Worse than Syria

By Stephen A. Seche

Ambassador (ret.) Stephen A. Seche is the executive vice president of the Arab Gulf States Institute in Washington. He spent 35 years as a U.S. Foreign Service officer.  From 2011-13, Ambassador Seche served as deputy assistant secretary in the Bureau of Near Eastern Affairs at the Department of State, with responsibility for U.S. relations with the GCC states and Yemen. He was U.S. Ambassador to Yemen from 2007-10.

Now in its eighth month, the conflict that Amnesty International has called Yemen’s “forgotten war” grinds on, overshadowed by a metastasizing terrorist threat emanating from Syria, and a seemingly endless wave of Middle East and African refugees sweeping into Europe.

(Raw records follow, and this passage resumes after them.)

// Copyright 2024. The Jarrah Project
//
// Redistribution and use in source and binary forms, with or without modification, are permitted provided that the
// following conditions are met:
//
// 1. Redistributions of source code must retain the above copyright notice, this list of conditions and the following
// disclaimer.
//
// 2. Redistributions in binary form must reproduce the above copyright notice, this list of conditions and the
// following disclaimer in the documentation and/or other materials provided with the distribution.
//
// 3. Neither the name of the copyright holder nor the names of its contributors may be used to endorse or promote
// products derived from this software without specific prior written permission.
//
// THIS SOFTWARE IS PROVIDED BY THE COPYRIGHT HOLDERS AND CONTRIBUTORS "AS IS" AND ANY EXPRESS OR IMPLIED WARRANTIES,
// INCLUDING, BUT NOT LIMITED TO, THE IMPLIED WARRANTIES OF MERCHANTABILITY AND FITNESS FOR A PARTICULAR PURPOSE ARE
// DISCLAIMED. IN NO EVENT SHALL THE COPYRIGHT HOLDER OR CONTRIBUTORS BE LIABLE FOR ANY DIRECT, INDIRECT, INCIDENTAL,
// SPECIAL, EXEMPLARY, OR CONSEQUENTIAL DAMAGES (INCLUDING, BUT NOT LIMITED TO, PROCUREMENT OF SUBSTITUTE GOODS OR
// SERVICES; LOSS OF USE, DATA, OR PROFITS; OR BUSINESS INTERRUPTION) HOWEVER CAUSED AND ON ANY THEORY OF LIABILITY,
// WHETHER IN CONTRACT, STRICT LIABILITY, OR TORT (INCLUDING NEGLIGENCE OR OTHERWISE) ARISING IN ANY WAY OUT OF THE
// USE OF THIS SOFTWARE, EVEN IF ADVISED OF THE POSSIBILITY OF SUCH DAMAGE.

use std::{collections::HashMap, time::Duration};

use futures::future::try_join_all;
use jarrah_common_types::types::BlockHash;
use log::*;
use tokio::{
    sync::mpsc,
    time::sleep,
};

use crate::{
    base_node::{
        comms_interface::{OutboundNodeCommsInterface, PeerId},
        sync::{HeaderSyncValidator, SyncError},
    },
    blocks::{BlockHeader, RawBlock},
    chain_storage::{AsyncBlockDag, ChainStorageError},
    common::hash_to_u256,
    consensus::ConsensusManager,
    proof_of_work::calculate_work,
};

const LOG_TARGET: &str = "c::bn::sync";

/// Hard deadline for the best-tip poll; replies arriving later are discarded.
const TIP_POLL_TIMEOUT: Duration = Duration::from_secs(5);

/// Headers fetched per request during phase C.
pub const HEADER_BATCH_SIZE: usize = 10;

/// Block bodies fetched per request during phase D.
pub const BLOCK_BATCH_SIZE: usize = 10;

#[derive(Debug, Clone, PartialEq, Eq)]
pub enum SyncOutcome {
    /// The heaviest remote tip is already in the local store.
    UpToDate,
    Synced {
        new_tip: BlockHash,
        blocks_added: u64,
    },
}

/// Pulls a remote chain into the local store in four phases: poll every peer for its tip, find
/// the common ancestor with an interactive binary search, download and validate headers, then
/// download bodies and feed them through the regular ingestion pipeline in chain order.
///
/// The synchronizer is run as its own task; a superseding sync aborts it at the next await point
/// and in-flight replies are dropped on the floor.
pub struct ChainSynchronizer {
    db: AsyncBlockDag,
    outbound: OutboundNodeCommsInterface,
    consensus: ConsensusManager,
    sync_peers: Vec<PeerId>,
}

impl ChainSynchronizer {
    pub fn new(
        db: AsyncBlockDag,
        outbound: OutboundNodeCommsInterface,
        consensus: ConsensusManager,
        sync_peers: Vec<PeerId>,
    ) -> Self {
        Self {
            db,
            outbound,
            consensus,
            sync_peers,
        }
    }

    pub async fn run(mut self) -> Result<SyncOutcome, SyncError> {
        if self.sync_peers.is_empty() {
            return Err(SyncError::NoSyncPeers);
        }

        // Phase A: who has the heaviest tip?
        let (best_peer, best_tip) = self.get_best_tip_from_peers().await?;
        let best_hash = best_tip.hash();
        if self.db.has_block(best_hash).await? {
            debug!(target: LOG_TARGET, "Best remote tip {} already known", best_hash);
            return Ok(SyncOutcome::UpToDate);
        }
        info!(
            target: LOG_TARGET,
            "Syncing towards tip {} via peer `{}`", best_hash, best_peer
        );

        // Phase B: where do our chains part ways?
        let ancestor = self.find_common_ancestor(&best_peer).await?;
        debug!(target: LOG_TARGET, "Common ancestor with `{}` is {}", best_peer, ancestor);

        // Phase C: headers first, so bad chains are rejected before any body is moved.
        let headers = self.download_and_validate_headers(ancestor, best_hash).await?;
        info!(target: LOG_TARGET, "Validated {} headers", headers.len());

        // Phase D: bodies, then ingestion in chain order.
        let blocks_added = self.download_and_ingest_bodies(&headers).await?;
        info!(target: LOG_TARGET, "Sync complete, {} blocks added", blocks_added);

        Ok(SyncOutcome::Synced {
            new_tip: best_hash,
            blocks_added,
        })
    }

    /// Fans `get_tip` out to every peer in parallel and keeps the reply of maximal
    /// `work(hash)`. The hash-derived work is a proxy score (difficulty is not in the wire
    /// header) and an adversarial peer can inflate it; the header chain is fully validated
    /// against real targets in phase C before anything is stored.
    async fn get_best_tip_from_peers(&mut self) -> Result<(PeerId, BlockHeader), SyncError> {
        let (reply_tx, mut reply_rx) = mpsc::channel(self.sync_peers.len());
        for peer in &self.sync_peers {
            let outbound = self.outbound.clone();
            let peer = peer.clone();
            let reply_tx = reply_tx.clone();
            tokio::spawn(async move {
                match outbound.get_tip(&peer).await {
                    Ok(header) => {
                        let _ = reply_tx.send((peer, header)).await;
                    },
                    Err(e) => warn!(target: LOG_TARGET, "Tip poll to `{}` failed: {}", peer, e),
                }
            });
        }
        drop(reply_tx);

        let mut tips: Vec<(PeerId, BlockHeader)> = Vec::new();
        let deadline = sleep(TIP_POLL_TIMEOUT);
        tokio::pin!(deadline);
        loop {
            tokio::select! {
                _ = &mut deadline => {
                    debug!(target: LOG_TARGET, "Tip poll deadline reached with {} replies", tips.len());
                    break;
                },
                reply = reply_rx.recv() => match reply {
                    Some(tip) => tips.push(tip),
                    None => break,
                },
            }
        }

        if tips.is_empty() {
            return Err(SyncError::NoTipsReceived);
        }

        // Peers that answered are the download pool for phases C and D.
        self.sync_peers = tips.iter().map(|(peer, _)| peer.clone()).collect();

        let best = tips
            .into_iter()
            .max_by_key(|(_, header)| calculate_work(&hash_to_u256(&header.hash())))
            .expect("tips is non-empty");
        Ok(best)
    }

    /// Interactive binary search over the local canonical chain: probe `has_block` at the
    /// midpoint, move the floor on SEEN and the ceiling otherwise. One hash per round trip,
    /// ⌈log₂ N⌉ round trips.
    async fn find_common_ancestor(&self, peer: &PeerId) -> Result<BlockHash, SyncError> {
        let local_chain = self.db.get_canonical_chain_hashes().await?;
        let mut floor = 0usize;
        let mut ceil = local_chain.len();

        while floor + 1 < ceil {
            let mid = (floor + ceil) / 2;
            let seen = self
                .outbound
                .has_block(peer, local_chain[mid])
                .await
                .map_err(|source| SyncError::RequestFailed {
                    peer: peer.clone(),
                    source,
                })?;
            trace!(
                target: LOG_TARGET,
                "Ancestor probe idx={} hash={} seen={}",
                mid,
                local_chain[mid],
                seen
            );
            if seen {
                floor = mid;
            } else {
                ceil = mid;
            }
        }

        Ok(local_chain[floor])
    }

    /// Walks forward from the ancestor in batches of [`HEADER_BATCH_SIZE`], validating each
    /// header as it arrives, until the target tip hash is reached. Batches rotate round-robin
    /// over the responsive peers; each batch must start where the previous one ended, so batches
    /// are sequential while bodies (phase D) parallelise freely.
    async fn download_and_validate_headers(
        &self,
        ancestor: BlockHash,
        target: BlockHash,
    ) -> Result<Vec<BlockHeader>, SyncError> {
        let ancestor_block = self
            .db
            .get_block_by_hash(ancestor)
            .await?
            .ok_or(ChainStorageError::BlockNotFound(ancestor))?;
        let ancestor_epoch = self
            .db
            .get_epoch_for_block_hash(ancestor)
            .await?
            .ok_or_else(|| ChainStorageError::CorruptedDatabase(format!("No epoch for ancestor {}", ancestor)))?;
        let mut validator = HeaderSyncValidator::new(&ancestor_block, ancestor_epoch, self.consensus.clone());

        let mut headers = Vec::new();
        let mut from = ancestor;
        let mut peer_index = 0usize;
        loop {
            let peer = &self.sync_peers[peer_index % self.sync_peers.len()];
            peer_index += 1;

            let batch = self
                .outbound
                .get_headers(peer, from, HEADER_BATCH_SIZE as u64)
                .await
                .map_err(|source| SyncError::RequestFailed {
                    peer: peer.clone(),
                    source,
                })?;
            if batch.is_empty() {
                return Err(SyncError::EmptyHeaderBatch(peer.clone()));
            }

            let mut reached_target = false;
            for header in batch {
                let hash = validator.validate(&header)?;
                from = hash;
                headers.push(header);
                if hash == target {
                    reached_target = true;
                    break;
                }
            }
            if reached_target {
                return Ok(headers);
            }
        }
    }

    /// Fetches bodies for the validated headers in parallel batches spread over the responsive
    /// peers, then ingests them oldest-first so every block finds its parent already committed.
    async fn download_and_ingest_bodies(&self, headers: &[BlockHeader]) -> Result<u64, SyncError> {
        let wanted: Vec<BlockHash> = headers.iter().map(BlockHeader::hash).collect();

        let fetches = wanted.chunks(BLOCK_BATCH_SIZE).enumerate().map(|(i, chunk)| {
            let peer = self.sync_peers[i % self.sync_peers.len()].clone();
            let outbound = self.outbound.clone();
            let chunk = chunk.to_vec();
            async move {
                let datas = outbound
                    .get_blocks(&peer, chunk)
                    .await
                    .map_err(|source| SyncError::RequestFailed { peer, source })?;
                let mut decoded = Vec::with_capacity(datas.len());
                for data in datas {
                    let raw = RawBlock::from_wire_bytes(&data)?;
                    decoded.push((raw.hash(), raw));
                }
                Ok::<_, SyncError>(decoded)
            }
        });
        let mut bodies: HashMap<BlockHash, RawBlock> = HashMap::new();
        for batch in try_join_all(fetches).await? {
            bodies.extend(batch);
        }

        let mut blocks_added = 0u64;
        for hash in &wanted {
            let raw = bodies.remove(hash).ok_or(SyncError::MissingBlockBody(*hash))?;
            match self.db.ingest_block(raw).await {
                Ok(()) => blocks_added += 1,
                Err(ChainStorageError::BlockAlreadyExists(_)) => {
                    trace!(target: LOG_TARGET, "Block {} arrived by gossip during sync", hash);
                },
                Err(e) => return Err(e.into()),
            }
        }
        Ok(blocks_added)
    }
}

But the international community ignores Yemen’s war at its own peril.  In the first place, it has spawned a humanitarian crisis of alarming proportions.  Following a visit to Yemen in August, the head of the International Committee of the Red Cross (ICRC) said, “Yemen after five months looks like Syria after five years.” A major reason is the relentless air campaign a coalition of Sunni Arab states led by Saudi Arabia began in March, which has pummeled Yemen’s already fragile infrastructure and traumatized its civilian population.  According to the United Nations, two million people in Yemen are now internally displaced and over 20 million—80 percent of its population—are in urgent need of humanitarian assistance.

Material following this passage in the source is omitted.